Кобылин сунул прут обратно в печь. Обойдя узника, он с силой потянул на себя рукояти деревянного колеса, после чего цепи натянулись, чуть не вывернув руки Эстебана из суставов.
Гладиатор глухо застонал.
– Говори, тварь! Не то до смерти замучаю! – обтирая кепкой мокрое от пота лицо, произнёс комиссар.
– Я не знаю, о чём ты меня спрашиваешь, – тяжело проглотив комок боли, снова ответил гладиатор.
Кобылин подошёл к печи и снова взял прут.
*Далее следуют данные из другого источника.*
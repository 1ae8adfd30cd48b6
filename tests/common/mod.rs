#![allow(dead_code)]

use axum::Router;
use axum::body::Body;
use axum::http::{Request, Response};
use teambuilder::db::{Database, UserRole};
use teambuilder::jwt::JwtKeys;
use teambuilder::mail::MailDispatcher;
use teambuilder::{ServerConfig, create_app, password};
use tower::ServiceExt;

pub const ACCESS_SECRET: &[u8] = b"test-access-secret-0123456789abcdef";
pub const REFRESH_SECRET: &[u8] = b"test-refresh-secret-0123456789abcdef";

pub struct TestApp {
    pub app: Router,
    pub db: Database,
    pub jwt: JwtKeys,
}

/// Build the full router over an in-memory database, with rate limiting off
/// and mail dispatch disabled so tests stay hermetic.
pub async fn spawn_app() -> TestApp {
    let db = Database::open(":memory:")
        .await
        .expect("Failed to open test database");

    let config = ServerConfig {
        db: db.clone(),
        access_token_secret: ACCESS_SECRET.to_vec(),
        refresh_token_secret: REFRESH_SECRET.to_vec(),
        secure_cookies: false,
        mail: MailDispatcher::disabled(),
        rate_limiting: false,
    };

    TestApp {
        app: create_app(&config),
        db,
        jwt: JwtKeys::new(ACCESS_SECRET, REFRESH_SECRET),
    }
}

/// Send a request through the router. `cookies` is the raw Cookie header.
pub async fn request(
    app: &Router,
    method: &str,
    uri: &str,
    cookies: Option<&str>,
    body: Option<serde_json::Value>,
) -> Response<Body> {
    let mut builder = Request::builder().method(method).uri(uri);
    if let Some(cookies) = cookies {
        builder = builder.header("cookie", cookies);
    }
    let body = match body {
        Some(json) => {
            builder = builder.header("content-type", "application/json");
            Body::from(json.to_string())
        }
        None => Body::empty(),
    };

    app.clone()
        .oneshot(builder.body(body).unwrap())
        .await
        .unwrap()
}

/// Parse the response body as JSON.
pub async fn body_json(response: Response<Body>) -> serde_json::Value {
    let bytes = axum::body::to_bytes(response.into_body(), usize::MAX)
        .await
        .unwrap();
    serde_json::from_slice(&bytes).unwrap_or(serde_json::Value::Null)
}

/// Extract Set-Cookie headers from a response.
pub fn set_cookies(response: &Response<Body>) -> Vec<String> {
    response
        .headers()
        .get_all("set-cookie")
        .iter()
        .filter_map(|v| v.to_str().ok())
        .map(|s| s.to_string())
        .collect()
}

/// Get a cookie value out of a Set-Cookie list.
pub fn cookie_value(cookies: &[String], name: &str) -> Option<String> {
    let prefix = format!("{}=", name);
    cookies.iter().find_map(|c| {
        c.strip_prefix(&prefix)
            .map(|rest| rest.split(';').next().unwrap_or("").to_string())
    })
}

/// Check if a Set-Cookie list expires the named cookie (Max-Age=0).
pub fn has_cleared_cookie(cookies: &[String], name: &str) -> bool {
    cookies
        .iter()
        .any(|c| c.starts_with(&format!("{}=", name)) && c.contains("Max-Age=0"))
}

/// Cookie header carrying just the access token.
pub fn access_cookie(access: &str) -> String {
    format!("accessToken={}", access)
}

/// Cookie header carrying both tokens.
pub fn auth_cookies(access: &str, refresh: &str) -> String {
    format!("accessToken={}; refreshToken={}", access, refresh)
}

/// Cookie header carrying just the refresh token.
pub fn refresh_cookie(refresh: &str) -> String {
    format!("refreshToken={}", refresh)
}

pub async fn register(app: &Router, email: &str, password: &str) -> Response<Body> {
    request(
        app,
        "POST",
        "/api/v1/auth/register",
        None,
        Some(serde_json::json!({ "email": email, "password": password })),
    )
    .await
}

pub async fn login(app: &Router, email: &str, password: &str) -> Response<Body> {
    request(
        app,
        "POST",
        "/api/v1/auth/login",
        None,
        Some(serde_json::json!({ "email": email, "password": password })),
    )
    .await
}

/// Register then log in, returning (user_uuid, access_token, refresh_token).
pub async fn register_and_login(app: &Router, email: &str, password: &str) -> (String, String, String) {
    let response = register(app, email, password).await;
    assert_eq!(response.status(), 201, "registration should succeed");
    let body = body_json(response).await;
    let uuid = body["user"]["uuid"].as_str().unwrap().to_string();

    let response = login(app, email, password).await;
    assert_eq!(response.status(), 200, "login should succeed");
    let body = body_json(response).await;

    (
        uuid,
        body["accessToken"].as_str().unwrap().to_string(),
        body["refreshToken"].as_str().unwrap().to_string(),
    )
}

/// Create a verified admin directly in the store and mint an access token
/// for it. Returns (uuid, access_token).
pub async fn create_admin(t: &TestApp, email: &str) -> (String, String) {
    let uuid = uuid::Uuid::new_v4().to_string();
    let username = email.split('@').next().unwrap_or(email);
    let digest = password::hash_password("Password@123").unwrap();

    t.db.users()
        .create_admin(&uuid, email, username, &digest)
        .await
        .unwrap();

    let access = t
        .jwt
        .issue_access_token(&uuid, email, username, UserRole::Admin)
        .unwrap()
        .token;

    (uuid, access)
}
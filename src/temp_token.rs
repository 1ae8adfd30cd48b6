//! One-time opaque tokens for email verification and password reset.
//!
//! The unhashed value is handed to the mail dispatcher and never persisted;
//! only its SHA-256 hash is stored. Verification re-hashes the incoming
//! token and compares for equality.

use base64::Engine;
use base64::engine::general_purpose::URL_SAFE_NO_PAD;
use rand::RngCore;
use sha2::{Digest, Sha256};
use std::time::{SystemTime, UNIX_EPOCH};

/// Temporary token validity window: 20 minutes.
pub const TEMP_TOKEN_TTL_SECS: i64 = 20 * 60;

/// Token size in bytes (32 bytes = 256 bits of entropy).
const TOKEN_BYTES: usize = 32;

/// A freshly generated one-time token.
#[derive(Debug, Clone)]
pub struct TemporaryToken {
    /// The value delivered to the user out-of-band. Never persisted.
    pub unhashed: String,
    /// SHA-256 of `unhashed`, the only form the store ever sees.
    pub hashed: String,
    /// Expiry as Unix seconds.
    pub expires_at: i64,
}

/// Generate a random opaque token, its hash, and its expiry.
pub fn generate() -> TemporaryToken {
    let mut buf = [0u8; TOKEN_BYTES];
    rand::rng().fill_bytes(&mut buf);
    let unhashed = URL_SAFE_NO_PAD.encode(buf);
    let hashed = hash_token(&unhashed);
    TemporaryToken {
        unhashed,
        hashed,
        expires_at: unix_now() + TEMP_TOKEN_TTL_SECS,
    }
}

/// Hash an incoming token the same way `generate` does.
pub fn hash_token(raw: &str) -> String {
    URL_SAFE_NO_PAD.encode(Sha256::digest(raw.as_bytes()))
}

/// Current time as Unix seconds.
pub fn unix_now() -> i64 {
    SystemTime::now()
        .duration_since(UNIX_EPOCH)
        .unwrap_or_default()
        .as_secs() as i64
}
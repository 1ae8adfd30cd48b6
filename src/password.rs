//! Password hashing via bcrypt.
//!
//! The salt is baked into the digest, so hashing the same plaintext twice
//! yields different digests and verification needs only the digest itself.

use bcrypt::BcryptError;

/// bcrypt cost factor.
const BCRYPT_COST: u32 = 10;

/// Hash a plaintext password. A malformed result is an internal error, never
/// a user-facing one.
pub fn hash_password(plaintext: &str) -> Result<String, BcryptError> {
    bcrypt::hash(plaintext, BCRYPT_COST)
}

/// Verify a plaintext password against a stored digest.
pub fn verify_password(plaintext: &str, digest: &str) -> Result<bool, BcryptError> {
    bcrypt::verify(plaintext, digest)
}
Вернувшись к узнику, он приложил раскалённый металл к его груди и стал медленно выводить на ней алую звезду.
Эстебан вздрагивал и ревел, отчего связанные за его спиной руки всё больше выкручивались.
– Мельница! – закричал Эстебан. – Мельница за деревней! За ней старый дом с проваленной крышей. В его подвале они собираются каждый вечер… – обессиленно произнёс Эстебан и повесил голову.
–Уже лучше, – сплёвывая на пол, сказал Кобылин. – Живи пока. Ну а это тебе за время, которое ты у меня отнял, – добавил он и несколько раз ударил Эстебана прутом, с шипением оставляя на его теле широкие красные полосы.
Швырнув прут на пол, комиссар пошёл наверх, оставив потерявшего сознание гладиатора висеть на натянутых цепях. Выйдя на улицу, Кобылин высморкался прямо под ноги стражникам и, обтерев нос рукавом, кивнул головой на дверь темницы.
– Снимите эту мразь! – сквозь зубы процедил он и отправился в комендатуру.